Don't get complacent or lulled into a false sense of security, because a reckoning is coming as soon as volatility picks up, these skeptics say.
However, Wednesday's events showed that perhaps their fears are overblown.
As the CBOE Volatility Index (VIX) spiked as much as 18% amid the benchmark S&P 500's biggest drop in seven weeks, traders did something unexpected: they placed more short bets on the so-called fear gauge.
Roughly $100 million in new short bets were placed on exchange-traded products tracking the VIX on Wednesday, according to data compiled by the financial analytics firm S3 Partners. There's now a whopping $1.38 billion of short interest in instruments betting on a VIX increase.

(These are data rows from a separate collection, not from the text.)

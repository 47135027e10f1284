// Copyright (c) 2026 Robert L. Snyder, Sierra Vista, AZ
// Licensed under the MIT License. See LICENSE file in the project root for details.

//! Chord construction and diatonic harmonization.
//!
//! Chord qualities and harmonic functions are closed enums with exhaustive
//! interval and symbol tables. Diatonic chords are built from the mode
//! catalog's per-degree definitions on top of a generated scale.

use std::fmt;

use serde::{Deserialize, Serialize};

use super::mode::ModeName;
use super::pitch::{Note, Pitch, Semitones};
use super::scale::generate_scale;

/// Chord qualities supported by the engine
#[derive(Debug, Clone, Copy, PartialEq, Eq, Hash, Serialize, Deserialize)]
#[serde(rename_all = "snake_case")]
pub enum ChordQuality {
    Major,
    Minor,
    Diminished,
    Augmented,
    Dominant7,
    Major7,
    Minor7,
    HalfDiminished7,
    Diminished7,
}

impl ChordQuality {
    pub const ALL: [ChordQuality; 9] = [
        ChordQuality::Major,
        ChordQuality::Minor,
        ChordQuality::Diminished,
        ChordQuality::Augmented,
        ChordQuality::Dominant7,
        ChordQuality::Major7,
        ChordQuality::Minor7,
        ChordQuality::HalfDiminished7,
        ChordQuality::Diminished7,
    ];

    /// Semitones above the chord root, root first
    pub fn intervals(self) -> &'static [Semitones] {
        match self {
            ChordQuality::Major => &[0, 4, 7],
            ChordQuality::Minor => &[0, 3, 7],
            ChordQuality::Diminished => &[0, 3, 6],
            ChordQuality::Augmented => &[0, 4, 8],
            ChordQuality::Dominant7 => &[0, 4, 7, 10],
            ChordQuality::Major7 => &[0, 4, 7, 11],
            ChordQuality::Minor7 => &[0, 3, 7, 10],
            ChordQuality::HalfDiminished7 => &[0, 3, 6, 10],
            ChordQuality::Diminished7 => &[0, 3, 6, 9],
        }
    }

    /// Suffix used in chord names (C + "m7" = "Cm7")
    pub fn symbol(self) -> &'static str {
        match self {
            ChordQuality::Major => "",
            ChordQuality::Minor => "m",
            ChordQuality::Diminished => "°",
            ChordQuality::Augmented => "+",
            ChordQuality::Dominant7 => "7",
            ChordQuality::Major7 => "maj7",
            ChordQuality::Minor7 => "m7",
            ChordQuality::HalfDiminished7 => "ø7",
            ChordQuality::Diminished7 => "°7",
        }
    }

    /// Human-readable name
    pub fn name(self) -> &'static str {
        match self {
            ChordQuality::Major => "Major",
            ChordQuality::Minor => "Minor",
            ChordQuality::Diminished => "Diminished",
            ChordQuality::Augmented => "Augmented",
            ChordQuality::Dominant7 => "Dominant 7th",
            ChordQuality::Major7 => "Major 7th",
            ChordQuality::Minor7 => "Minor 7th",
            ChordQuality::HalfDiminished7 => "Half-Diminished 7th",
            ChordQuality::Diminished7 => "Diminished 7th",
        }
    }
}

impl fmt::Display for ChordQuality {
    fn fmt(&self, f: &mut fmt::Formatter<'_>) -> fmt::Result {
        f.write_str(self.name())
    }
}

/// Harmonic function of a diatonic chord
#[derive(Debug, Clone, Copy, PartialEq, Eq, Hash, Serialize, Deserialize)]
#[serde(rename_all = "snake_case")]
pub enum HarmonicFunction {
    Tonic,
    Subdominant,
    Dominant,
    Other,
}

impl HarmonicFunction {
    pub fn name(self) -> &'static str {
        match self {
            HarmonicFunction::Tonic => "tonic",
            HarmonicFunction::Subdominant => "subdominant",
            HarmonicFunction::Dominant => "dominant",
            HarmonicFunction::Other => "other",
        }
    }
}

impl fmt::Display for HarmonicFunction {
    fn fmt(&self, f: &mut fmt::Formatter<'_>) -> fmt::Result {
        f.write_str(self.name())
    }
}

/// A concrete chord: root pitch, quality, and the pitches it contains.
/// Diatonic chords also carry their Roman numeral and function.
#[derive(Debug, Clone, PartialEq)]
pub struct ChordInstance {
    root: Pitch,
    quality: ChordQuality,
    notes: Vec<Pitch>,
    roman_numeral: Option<&'static str>,
    function: Option<HarmonicFunction>,
}

impl ChordInstance {
    pub fn root(&self) -> Pitch {
        self.root
    }

    pub fn quality(&self) -> ChordQuality {
        self.quality
    }

    /// Chord pitches, root first, ascending
    pub fn notes(&self) -> &[Pitch] {
        &self.notes
    }

    pub fn roman_numeral(&self) -> Option<&'static str> {
        self.roman_numeral
    }

    pub fn function(&self) -> Option<HarmonicFunction> {
        self.function
    }

    /// Chord symbol such as "F#m" or "Bø7"
    pub fn name(&self) -> String {
        format_chord_name(self.root.note(), self.quality)
    }

    pub fn pitch_classes(&self) -> Vec<u8> {
        self.notes.iter().map(|p| p.pitch_class()).collect()
    }
}

impl fmt::Display for ChordInstance {
    fn fmt(&self, f: &mut fmt::Formatter<'_>) -> fmt::Result {
        if let Some(numeral) = self.roman_numeral {
            write!(f, "{} ", numeral)?;
        }
        write!(f, "{} [", self.name())?;
        for (i, pitch) in self.notes.iter().enumerate() {
            if i > 0 {
                f.write_str(" ")?;
            }
            write!(f, "{}", pitch)?;
        }
        f.write_str("]")
    }
}

/// Stack a quality's intervals on a root pitch
pub fn build_chord(root: Pitch, quality: ChordQuality) -> ChordInstance {
    ChordInstance {
        root,
        quality,
        notes: quality.intervals().iter().map(|&i| root.transpose(i)).collect(),
        roman_numeral: None,
        function: None,
    }
}

/// Root name plus quality symbol
pub fn format_chord_name(root: Note, quality: ChordQuality) -> String {
    format!("{}{}", root, quality.symbol())
}

/// The seven diatonic chords of a mode, in scale-degree order
pub fn generate_diatonic_chords(root: Note, mode: ModeName, octave: i32) -> Vec<ChordInstance> {
    let scale = generate_scale(root, mode, octave);
    mode.descriptor()
        .chords
        .iter()
        .zip(scale.notes())
        .map(|(def, &pitch)| ChordInstance {
            roman_numeral: Some(def.roman_numeral),
            function: Some(def.function),
            ..build_chord(pitch, def.quality)
        })
        .collect()
}

/// Diatonic chord on a single scale degree (1-7); `None` outside that range
pub fn build_chord_from_degree(
    root: Note,
    mode: ModeName,
    degree: u8,
    octave: i32,
) -> Option<ChordInstance> {
    if !(1..=7).contains(&degree) {
        return None;
    }
    let def = &mode.descriptor().chords[degree as usize - 1];
    let chord_root = generate_scale(root, mode, octave).pitch_at_degree(degree)?;
    Some(ChordInstance {
        roman_numeral: Some(def.roman_numeral),
        function: Some(def.function),
        ..build_chord(chord_root, def.quality)
    })
}
//! Coursetime-Common: Shared types, constants, and utilities.
//!
//! This crate provides common functionality used across coursetime:
//!
//! - **Durations**: The [`Hours`] type and the `HHh MMm` report format
//! - **Path Utilities**: Functions to detect course video files by extension
//! - **Error Handling**: Common error types and result aliases
//!
//! # Examples
//!
//! ```
//! use coursetime_common::{format_duration, Hours};
//! use coursetime_common::paths::is_video_file;
//! use std::path::Path;
//!
//! let lecture = Hours::from_secs_f64(5400.0);
//! assert_eq!(lecture.to_string(), "01h 30m");
//! assert_eq!(format_duration(25.0), "25h 00m");
//!
//! assert!(is_video_file(Path::new("01 - Intro.mkv")));
//! ```

pub mod error;
pub mod paths;
pub mod types;

pub use error::{Error, Result};
pub use types::*;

That wasn't supposed to happen. If short-VIX pessimists were to be believed, any major spike in the index was supposed to trigger a "short squeeze," with traders forced to close their bearish positions.
That was the warning issued by Alain Bokobza, the head of global asset allocation at Societe Generale. He characterized record short-VIX positioning by hedge funds and large speculators as "dancing on the rim of a volcano" in a recent client note. "If there is a sudden eruption (of volatility) you get badly burned," was his ominous warning.
Business Insider / Joe Ciolli, data from Bloomberg / CFTC
So what's going on? Why didn't a short squeeze materialize?
It's possible that short-VIX enthusiasts simply used the fear gauge's spike to load up on more positions — an inverse buy-the-dip scenario of sorts.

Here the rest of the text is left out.